### Work to complete
Take each line of the data that contains the string "forward" and copy it.

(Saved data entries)
// src/db/funnel_repo.rs

use std::collections::HashMap;
use std::sync::Arc;

use tokio::sync::RwLock;
use uuid::Uuid;

use crate::{common::error::AppError, models::funnel::Lead};

// Guarda dos leads em memória. A persistência durável é do aplicativo
// hospedeiro; aqui o contrato é ler/substituir o agregado inteiro, de modo
// que cada atualização do handler seja atômica.
#[derive(Clone, Default)]
pub struct FunnelRepository {
    leads: Arc<RwLock<HashMap<Uuid, Lead>>>,
}

impl FunnelRepository {
    pub fn new() -> Self {
        Self::default()
    }

    pub async fn insert(&self, lead: Lead) -> Lead {
        let mut leads = self.leads.write().await;
        leads.insert(lead.id, lead.clone());
        lead
    }

    pub async fn list(&self) -> Vec<Lead> {
        let leads = self.leads.read().await;
        let mut all: Vec<Lead> = leads.values().cloned().collect();
        all.sort_by_key(|l| l.created_at);
        all
    }

    pub async fn get(&self, id: Uuid) -> Result<Lead, AppError> {
        let leads = self.leads.read().await;
        leads.get(&id).cloned().ok_or(AppError::LeadNotFound)
    }

    // Substitui o agregado inteiro; falha se o lead sumiu no meio do caminho.
    pub async fn update(&self, lead: Lead) -> Result<Lead, AppError> {
        let mut leads = self.leads.write().await;
        if !leads.contains_key(&lead.id) {
            return Err(AppError::LeadNotFound);
        }
        leads.insert(lead.id, lead.clone());
        Ok(lead)
    }

    pub async fn delete(&self, id: Uuid) -> Result<(), AppError> {
        let mut leads = self.leads.write().await;
        leads.remove(&id).map(|_| ()).ok_or(AppError::LeadNotFound)
    }
}
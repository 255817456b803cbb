// src/services/proposal_service.rs

use chrono::Utc;
use rust_decimal::Decimal;
use uuid::Uuid;

use crate::{
    common::error::{field_error, AppError},
    db::{CatalogRepository, FunnelRepository, ProposalRepository, SettingsRepository},
    models::proposal::{
        Proposal, ProposalItem, ProposalItemInput, ProposalStatus, ProposalTotals,
    },
    models::settings::ShippingMethod,
    services::shipping_service,
};

// --- Cálculo da proposta (núcleo puro) ---
//
//   subtotal = soma de quantidade x preço
//   desconto = subtotal x discount / 100
//   total    = subtotal - desconto + frete
//
// Lista vazia, desconto 0 e frete 0 dão total 0; a soma é comutativa, a
// ordem dos itens não importa.
pub fn compute_totals(
    items: &[ProposalItem],
    discount: Decimal,
    shipping: Decimal,
) -> ProposalTotals {
    let subtotal: Decimal = items
        .iter()
        .map(|item| Decimal::from(item.quantity) * item.price)
        .sum();
    let discount_amount = subtotal * discount / Decimal::ONE_HUNDRED;
    let total = subtotal - discount_amount + shipping;

    ProposalTotals {
        subtotal,
        discount_amount,
        total,
    }
}

// --- Serviço ---

#[derive(Clone)]
pub struct ProposalService {
    repo: ProposalRepository,
    catalog_repo: CatalogRepository,
    funnel_repo: FunnelRepository,
    settings_repo: SettingsRepository,
}

impl ProposalService {
    pub fn new(
        repo: ProposalRepository,
        catalog_repo: CatalogRepository,
        funnel_repo: FunnelRepository,
        settings_repo: SettingsRepository,
    ) -> Self {
        Self {
            repo,
            catalog_repo,
            funnel_repo,
            settings_repo,
        }
    }

    pub async fn create_proposal(
        &self,
        lead_id: Uuid,
        items: &[ProposalItemInput],
        discount: Decimal,
        shipping_method: ShippingMethod,
    ) -> Result<Proposal, AppError> {
        let lead = self.funnel_repo.get(lead_id).await?;

        let items = self.resolve_items(items).await?;
        validate_discount(discount)?;
        let shipping = self.resolve_shipping(shipping_method, lead.distance).await?;
        let totals = compute_totals(&items, discount, shipping);

        let now = Utc::now();
        let proposal = Proposal {
            id: Uuid::new_v4(),
            lead_id,
            items,
            discount,
            shipping,
            shipping_method,
            status: ProposalStatus::Draft,
            total: totals.total,
            created_at: now,
            updated_at: now,
        };
        Ok(self.repo.insert(proposal).await)
    }

    // Reedição: os itens são resolvidos de novo contra o catálogo (nova
    // seleção copia o preço vigente) e o total é sempre recalculado.
    pub async fn update_proposal(
        &self,
        id: Uuid,
        items: &[ProposalItemInput],
        discount: Decimal,
        shipping_method: ShippingMethod,
    ) -> Result<Proposal, AppError> {
        let mut proposal = self.repo.get(id).await?;
        self.ensure_current(&proposal).await?;

        let lead = self.funnel_repo.get(proposal.lead_id).await?;
        let items = self.resolve_items(items).await?;
        validate_discount(discount)?;
        let shipping = self.resolve_shipping(shipping_method, lead.distance).await?;
        let totals = compute_totals(&items, discount, shipping);

        proposal.items = items;
        proposal.discount = discount;
        proposal.shipping = shipping;
        proposal.shipping_method = shipping_method;
        proposal.total = totals.total;
        proposal.updated_at = Utc::now();
        self.repo.update(proposal).await
    }

    pub async fn mark_sent(&self, id: Uuid) -> Result<Proposal, AppError> {
        let mut proposal = self.repo.get(id).await?;
        self.ensure_current(&proposal).await?;

        proposal.status = ProposalStatus::Sent;
        proposal.updated_at = Utc::now();
        self.repo.update(proposal).await
    }

    pub async fn get_proposal(&self, id: Uuid) -> Result<Proposal, AppError> {
        self.repo.get(id).await
    }

    pub async fn list_by_lead(&self, lead_id: Uuid) -> Result<Vec<Proposal>, AppError> {
        // Garante 404 para lead inexistente em vez de lista vazia
        self.funnel_repo.get(lead_id).await?;
        Ok(self.repo.list_by_lead(lead_id).await)
    }

    // Um lead acumula propostas, mas só a mais recente é acionável.
    async fn ensure_current(&self, proposal: &Proposal) -> Result<(), AppError> {
        match self.repo.latest_for_lead(proposal.lead_id).await {
            Some(latest) if latest.id == proposal.id => Ok(()),
            _ => Err(AppError::ProposalNotCurrent),
        }
    }

    // Copia nome e preço do catálogo no momento da seleção. Alterações
    // futuras no produto não alcançam linhas já gravadas.
    async fn resolve_items(
        &self,
        inputs: &[ProposalItemInput],
    ) -> Result<Vec<ProposalItem>, AppError> {
        if inputs.is_empty() {
            return Err(AppError::EmptyProposal);
        }

        let mut items = Vec::with_capacity(inputs.len());
        for input in inputs {
            if input.quantity < 1 {
                return Err(field_error("quantity", "invalid_number"));
            }
            let product = self.catalog_repo.get(input.product_id).await?;
            items.push(ProposalItem {
                product_id: product.id,
                product_name: product.name,
                quantity: input.quantity,
                price: product.price,
            });
        }
        Ok(items)
    }

    // Frete derivado do método escolhido: a entrega calculada usa a faixa
    // da distância do lead; retirada e "a combinar" custam zero.
    async fn resolve_shipping(
        &self,
        method: ShippingMethod,
        distance: Option<Decimal>,
    ) -> Result<Decimal, AppError> {
        match method {
            ShippingMethod::Entrega => {
                let settings = self.settings_repo.get_shipping().await;
                shipping_service::resolve_tier(distance, &settings.tiers)
                    .ok_or_else(|| field_error("shippingMethod", "frete_nao_calculado"))
            }
            ShippingMethod::Retirada | ShippingMethod::ACombinar => Ok(Decimal::ZERO),
        }
    }
}

fn validate_discount(discount: Decimal) -> Result<(), AppError> {
    if discount < Decimal::ZERO || discount > Decimal::ONE_HUNDRED {
        return Err(field_error("discount", "invalid_number"));
    }
    Ok(())
}

#[cfg(test)]
mod tests {
    use super::*;
    use crate::models::catalog::Product;
    use crate::models::settings::{ShippingSettings, ShippingTier};

    fn dec(value: &str) -> Decimal {
        value.parse().expect("decimal literal")
    }

    fn item(quantity: u32, price: &str) -> ProposalItem {
        ProposalItem {
            product_id: Uuid::new_v4(),
            product_name: "Bolo de pote".to_string(),
            quantity,
            price: dec(price),
        }
    }

    #[test]
    fn totals_scenario_with_discount_and_shipping() {
        // 2 x 50 = 100; desconto 10% = 10; frete 20 => total 110
        let items = vec![item(2, "50")];
        let totals = compute_totals(&items, dec("10"), dec("20"));

        assert_eq!(totals.subtotal, dec("100"));
        assert_eq!(totals.discount_amount, dec("10"));
        assert_eq!(totals.total, dec("110"));
    }

    #[test]
    fn total_is_invariant_under_item_reordering() {
        let a = item(2, "50");
        let b = item(1, "19.90");
        let c = item(3, "7.35");

        let forward = compute_totals(&[a.clone(), b.clone(), c.clone()], dec("5"), dec("12"));
        let backward = compute_totals(&[c, b, a], dec("5"), dec("12"));
        assert_eq!(forward, backward);
    }

    #[test]
    fn empty_items_with_zero_discount_and_shipping_total_zero() {
        let totals = compute_totals(&[], Decimal::ZERO, Decimal::ZERO);
        assert_eq!(totals.total, Decimal::ZERO);
    }

    #[test]
    fn stored_total_survives_a_serialization_round_trip() {
        // Consistência do campo derivado: serializar itens, desconto e
        // frete e recomputar a partir do que voltou reproduz o total.
        let items = vec![item(2, "50"), item(4, "12.25")];
        let discount = dec("7.5");
        let shipping = dec("18");
        let stored = compute_totals(&items, discount, shipping).total;

        let json = serde_json::to_string(&(items, discount, shipping)).expect("serialize");
        let (items, discount, shipping): (Vec<ProposalItem>, Decimal, Decimal) =
            serde_json::from_str(&json).expect("deserialize");

        assert_eq!(compute_totals(&items, discount, shipping).total, stored);
    }

    // --- Cenários com repositórios em memória ---

    async fn service_with_product(price: &str) -> (ProposalService, Uuid, Uuid) {
        let catalog = CatalogRepository::new();
        let funnel = FunnelRepository::new();
        let settings = SettingsRepository::new(
            ShippingSettings {
                origin_zip: None,
                tiers: vec![ShippingTier {
                    min_distance: Decimal::ZERO,
                    max_distance: Decimal::from(10),
                    cost: Decimal::from(20),
                }],
            },
            Default::default(),
        );

        let now = Utc::now();
        let product = Product {
            id: Uuid::new_v4(),
            name: "Bolo de pote 250ml".to_string(),
            price: dec(price),
            raw_material_cost: dec("10"),
            labor_cost: dec("5"),
            supplies_cost: dec("2"),
            fees: dec("5"),
            taxes: dec("3"),
            profit_margin: dec("20"),
            created_at: now,
            updated_at: now,
        };
        let product_id = product.id;
        catalog.insert(product).await;

        let lead = crate::models::funnel::Lead {
            id: Uuid::new_v4(),
            company_name: "Mercearia Central".to_string(),
            contact_name: None,
            value: Decimal::from(800),
            status: crate::models::funnel::LeadStatus::Proposta,
            distance: Some(Decimal::from(7)),
            proposal_notes: None,
            cep: None,
            street: None,
            number: None,
            neighborhood: None,
            city: None,
            state: None,
            approved_at: None,
            created_at: now,
            updated_at: now,
        };
        let lead_id = lead.id;
        funnel.insert(lead).await;

        let service = ProposalService::new(
            ProposalRepository::new(),
            catalog,
            funnel,
            settings,
        );
        (service, lead_id, product_id)
    }

    #[tokio::test]
    async fn proposal_copies_catalog_price_at_selection_time() {
        let (service, lead_id, product_id) = service_with_product("50").await;

        let inputs = vec![ProposalItemInput {
            product_id,
            quantity: 2,
        }];
        let proposal = service
            .create_proposal(lead_id, &inputs, dec("10"), ShippingMethod::Entrega)
            .await
            .expect("create ok");

        // 2 x 50 - 10% + frete 20 (faixa 0..10 para distância 7)
        assert_eq!(proposal.total, dec("110"));
        assert_eq!(proposal.items[0].price, dec("50"));
        assert_eq!(proposal.items[0].product_name, "Bolo de pote 250ml");
    }

    #[tokio::test]
    async fn rejects_empty_item_list_before_computing() {
        let (service, lead_id, _) = service_with_product("50").await;
        let err = service
            .create_proposal(lead_id, &[], Decimal::ZERO, ShippingMethod::Retirada)
            .await
            .unwrap_err();
        assert!(matches!(err, AppError::EmptyProposal));
    }

    #[tokio::test]
    async fn manual_override_uses_fixed_zero_cost_option() {
        let (service, lead_id, product_id) = service_with_product("50").await;
        let inputs = vec![ProposalItemInput {
            product_id,
            quantity: 1,
        }];
        let proposal = service
            .create_proposal(lead_id, &inputs, Decimal::ZERO, ShippingMethod::ACombinar)
            .await
            .expect("create ok");

        assert_eq!(proposal.shipping, Decimal::ZERO);
        assert_eq!(proposal.total, dec("50"));
    }

    #[tokio::test]
    async fn only_latest_proposal_is_actionable() {
        let (service, lead_id, product_id) = service_with_product("50").await;
        let inputs = vec![ProposalItemInput {
            product_id,
            quantity: 1,
        }];
        let first = service
            .create_proposal(lead_id, &inputs, Decimal::ZERO, ShippingMethod::Retirada)
            .await
            .expect("create ok");
        let _second = service
            .create_proposal(lead_id, &inputs, Decimal::ZERO, ShippingMethod::Retirada)
            .await
            .expect("create ok");

        let err = service.mark_sent(first.id).await.unwrap_err();
        assert!(matches!(err, AppError::ProposalNotCurrent));
    }
}
// src/services/shipping_service.rs

use rust_decimal::Decimal;

use crate::models::settings::{ShippingMethod, ShippingOption, ShippingSettings, ShippingTier};

// Resolve o custo de frete para uma distância: a PRIMEIRA faixa (na ordem
// configurada) cujo intervalo inclusivo [min, max] contém a distância.
// `None` quando a distância está ausente ou nenhuma faixa serve — caso
// válido e comum: o chamador cai nas opções fixas (retirada / a combinar).
pub fn resolve_tier(distance: Option<Decimal>, tiers: &[ShippingTier]) -> Option<Decimal> {
    let distance = distance?;
    tiers
        .iter()
        .find(|tier| distance >= tier.min_distance && distance <= tier.max_distance)
        .map(|tier| tier.cost)
}

// Monta as opções de entrega oferecidas na proposta de um lead. A entrega
// calculada só aparece quando alguma faixa cobriu a distância; as opções
// fixas de custo zero aparecem sempre.
pub fn shipping_options(
    distance: Option<Decimal>,
    settings: &ShippingSettings,
) -> Vec<ShippingOption> {
    let mut options = Vec::new();

    if let Some(cost) = resolve_tier(distance, &settings.tiers) {
        options.push(ShippingOption {
            method: ShippingMethod::Entrega,
            label: ShippingMethod::Entrega.label().to_string(),
            cost,
        });
    }

    options.push(ShippingOption {
        method: ShippingMethod::Retirada,
        label: ShippingMethod::Retirada.label().to_string(),
        cost: Decimal::ZERO,
    });
    options.push(ShippingOption {
        method: ShippingMethod::ACombinar,
        label: ShippingMethod::ACombinar.label().to_string(),
        cost: Decimal::ZERO,
    });

    options
}

#[cfg(test)]
mod tests {
    use super::*;

    fn tier(min: i64, max: i64, cost: i64) -> ShippingTier {
        ShippingTier {
            min_distance: Decimal::from(min),
            max_distance: Decimal::from(max),
            cost: Decimal::from(cost),
        }
    }

    #[test]
    fn first_matching_tier_wins_on_overlap() {
        // Faixas sobrepostas: [0,10] -> 8 e [5,15] -> 12; distância 7
        let tiers = vec![tier(0, 10, 8), tier(5, 15, 12)];
        let cost = resolve_tier(Some(Decimal::from(7)), &tiers);
        assert_eq!(cost, Some(Decimal::from(8)));
    }

    #[test]
    fn bounds_are_inclusive_and_scan_in_order() {
        let tiers = vec![tier(0, 10, 15), tier(10, 20, 25)];
        // 12 está fora da primeira faixa, dentro da segunda
        assert_eq!(
            resolve_tier(Some(Decimal::from(12)), &tiers),
            Some(Decimal::from(25))
        );
        // 10 é inclusivo nas duas; a primeira ganha
        assert_eq!(
            resolve_tier(Some(Decimal::from(10)), &tiers),
            Some(Decimal::from(15))
        );
    }

    #[test]
    fn absent_distance_is_not_an_error() {
        let tiers = vec![tier(0, 10, 15)];
        assert_eq!(resolve_tier(None, &tiers), None);
    }

    #[test]
    fn no_tier_matches_outside_all_ranges() {
        let tiers = vec![tier(0, 10, 15), tier(10, 20, 25)];
        assert_eq!(resolve_tier(Some(Decimal::from(50)), &tiers), None);
    }

    #[test]
    fn options_always_include_zero_cost_fallbacks() {
        let settings = ShippingSettings {
            origin_zip: None,
            tiers: vec![],
        };
        let options = shipping_options(Some(Decimal::from(7)), &settings);
        assert_eq!(options.len(), 2);
        assert!(options.iter().all(|o| o.cost == Decimal::ZERO));
        assert_eq!(options[0].method, ShippingMethod::Retirada);
        assert_eq!(options[1].method, ShippingMethod::ACombinar);
    }

    #[test]
    fn calculated_delivery_listed_first_when_tier_matches() {
        let settings = ShippingSettings {
            origin_zip: Some("01310100".to_string()),
            tiers: vec![tier(0, 10, 15)],
        };
        let options = shipping_options(Some(Decimal::from(5)), &settings);
        assert_eq!(options.len(), 3);
        assert_eq!(options[0].method, ShippingMethod::Entrega);
        assert_eq!(options[0].cost, Decimal::from(15));
    }
}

### Result
        let forward = compute_totals(&[a.clone(), b.clone(), c.clone()], dec("5"), dec("12"));
        assert_eq!(forward, backward);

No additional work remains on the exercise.